SUMOylation of the Transcriptional Co-Repressor KAP1 Is Regulated by the Serine and Threonine Phosphatase PP1

Kruppel-associated box (KRAB) domain-associated protein 1 [KAP1, also known as transcription intermediary factor-1 beta (TIF1 beta)] is a ubiquitous transcriptional co-repressor that is susceptible to phosphorylation at Ser(824) by ataxia-telangiectasia mutated (ATM) and to modification by small ubiquitin-like modifying (SUMO) proteins. Here, we found that, whereas the protein phosphatase 1 alpha isoform (PP1 alpha) directly interacted with KAP1 under basal conditions, PP1 beta interacted with KAP1 only in response to genotoxic stress. Changes in the abundance of PP1 alpha or PP1b had differential effects on the phosphorylation and SUMOylation states of KAP1 under basal conditions and in response to DNA double-strand breaks (DSBs).
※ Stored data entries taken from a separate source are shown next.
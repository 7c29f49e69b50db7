//! Redis driver implementation

use async_trait::async_trait;
use kvpool_core::{CacheConnection, ConnectionFactory, Endpoint, KvError, Reply, Result};
use std::sync::atomic::{AtomicBool, Ordering};
use std::time::{Duration, Instant};
use tokio::sync::Mutex;

/// Opens connections to Redis servers
///
/// Connections are multiplexed async connections; the database index of the
/// endpoint is selected as part of the connection URL.
#[derive(Debug, Clone, Default)]
pub struct RedisConnector;

impl RedisConnector {
    /// Create a new Redis connector
    pub fn new() -> Self {
        tracing::debug!("Redis connector initialized");
        Self
    }
}

#[async_trait]
impl ConnectionFactory for RedisConnector {
    fn driver_name(&self) -> &'static str {
        "redis"
    }

    #[tracing::instrument(skip(self, endpoint), fields(endpoint = %endpoint))]
    async fn connect(&self, endpoint: &Endpoint) -> Result<Box<dyn CacheConnection>> {
        tracing::debug!("connecting to Redis");

        let client = redis::Client::open(endpoint.url().as_str())
            .map_err(|e| KvError::Connection(format!("Failed to create Redis client: {}", e)))?;

        let connection = tokio::time::timeout(
            endpoint.connect_timeout,
            client.get_multiplexed_async_connection(),
        )
        .await
        .map_err(|_| {
            KvError::Timeout(format!(
                "Connecting to {} took longer than {:?}",
                endpoint, endpoint.connect_timeout
            ))
        })?
        .map_err(|e| map_redis_error(e, "Failed to connect to Redis"))?;

        tracing::debug!("Redis connection established");
        Ok(Box::new(RedisConnection::new(
            connection,
            endpoint.command_timeout,
        )))
    }
}

/// Redis connection wrapper implementing the `CacheConnection` trait
pub struct RedisConnection {
    connection: Mutex<redis::aio::MultiplexedConnection>,
    command_timeout: Duration,
    closed: AtomicBool,
}

impl RedisConnection {
    /// Wrap an established multiplexed connection
    pub fn new(connection: redis::aio::MultiplexedConnection, command_timeout: Duration) -> Self {
        Self {
            connection: Mutex::new(connection),
            command_timeout,
            closed: AtomicBool::new(false),
        }
    }

    fn ensure_not_closed(&self) -> Result<()> {
        if self.closed.load(Ordering::SeqCst) {
            return Err(KvError::Closed("Connection is closed".to_string()));
        }
        Ok(())
    }
}

#[async_trait]
impl CacheConnection for RedisConnection {
    fn driver_name(&self) -> &str {
        "redis"
    }

    async fn command(&self, name: &str, args: &[&str]) -> Result<Reply> {
        self.ensure_not_closed()?;
        if name.trim().is_empty() {
            return Err(KvError::Command("Empty command".to_string()));
        }

        let command = name.to_uppercase();
        let mut cmd = redis::cmd(&command);
        for arg in args {
            cmd.arg(*arg);
        }

        let start = Instant::now();
        let mut conn = self.connection.lock().await;
        let result: redis::RedisResult<redis::Value> =
            match tokio::time::timeout(self.command_timeout, cmd.query_async(&mut *conn)).await {
                Ok(result) => result,
                Err(_) => {
                    // A timed-out reply may still arrive later; the connection
                    // cannot be trusted to stay in sync.
                    self.closed.store(true, Ordering::SeqCst);
                    return Err(KvError::Timeout(format!(
                        "{} did not complete within {:?}",
                        command, self.command_timeout
                    )));
                }
            };

        match result {
            Ok(value) => {
                tracing::trace!(
                    command = %command,
                    duration_ms = start.elapsed().as_millis() as u64,
                    "command completed"
                );
                Ok(redis_value_to_reply(value))
            }
            Err(e) => {
                let err = map_redis_error(e, "Redis command failed");
                if matches!(err, KvError::Connection(_)) {
                    self.closed.store(true, Ordering::SeqCst);
                }
                Err(err)
            }
        }
    }

    async fn close(&self) -> Result<()> {
        // Multiplexed connections shut down once the last handle is dropped;
        // marking closed keeps this handle from being used or pooled again.
        self.closed.store(true, Ordering::SeqCst);
        Ok(())
    }

    fn is_closed(&self) -> bool {
        self.closed.load(Ordering::SeqCst)
    }
}

/// Map a `redis` error onto the kvpool error kinds
pub fn map_redis_error(error: redis::RedisError, context: &str) -> KvError {
    let message = format!("{}: {}", context, error);

    if error.kind() == redis::ErrorKind::AuthenticationFailed
        || matches!(error.code(), Some("NOAUTH") | Some("WRONGPASS"))
    {
        return KvError::Authentication(message);
    }

    if error.is_timeout() {
        return KvError::Timeout(message);
    }

    if error.kind() == redis::ErrorKind::IoError
        || error.is_io_error()
        || error.is_connection_dropped()
        || error.is_connection_refusal()
    {
        return KvError::Connection(message);
    }

    KvError::Command(message)
}

/// Convert a `redis` reply into a `Reply`
pub fn redis_value_to_reply(value: redis::Value) -> Reply {
    match value {
        redis::Value::Nil => Reply::Nil,
        redis::Value::Okay => Reply::Okay,
        redis::Value::Int(n) => Reply::Int(n),
        redis::Value::Double(d) => Reply::Double(d),
        redis::Value::Boolean(b) => Reply::Bool(b),
        redis::Value::SimpleString(s) => Reply::Status(s),
        redis::Value::BulkString(bytes) => Reply::Data(bytes),
        redis::Value::VerbatimString { text, .. } => Reply::Data(text.into_bytes()),
        redis::Value::Array(items) | redis::Value::Set(items) => {
            Reply::Array(items.into_iter().map(redis_value_to_reply).collect())
        }
        redis::Value::Map(pairs) => Reply::Array(
            pairs
                .into_iter()
                .flat_map(|(k, v)| [redis_value_to_reply(k), redis_value_to_reply(v)])
                .collect(),
        ),
        redis::Value::Attribute { data, .. } => redis_value_to_reply(*data),
        other => Reply::Status(format!("{:?}", other)),
    }
}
Chromatin immunoprecipitation and re-immunoprecipitation experiments revealed that PP1 alpha and PP1 beta were recruited to KAP1 with different kinetics before and after the induction of DNA DSBs, which provided a mechanistic basis for the switch in the phosphorylation and SUMOylation states of KAP1. PP1 beta-dependent SUMOylation of KAP1 occurred by mechanisms that were dependent and independent of the phosphorylation status of Ser(824). We posit a mechanism whereby the combined actions of PP1 alpha and PP1 beta cause dephosphorylation of KAP1 at Ser(824) and assure its SUMOylation to counter the effect of ATM, thereby regulating the transcription of KAP1 target genes in unstressed and stressed cells.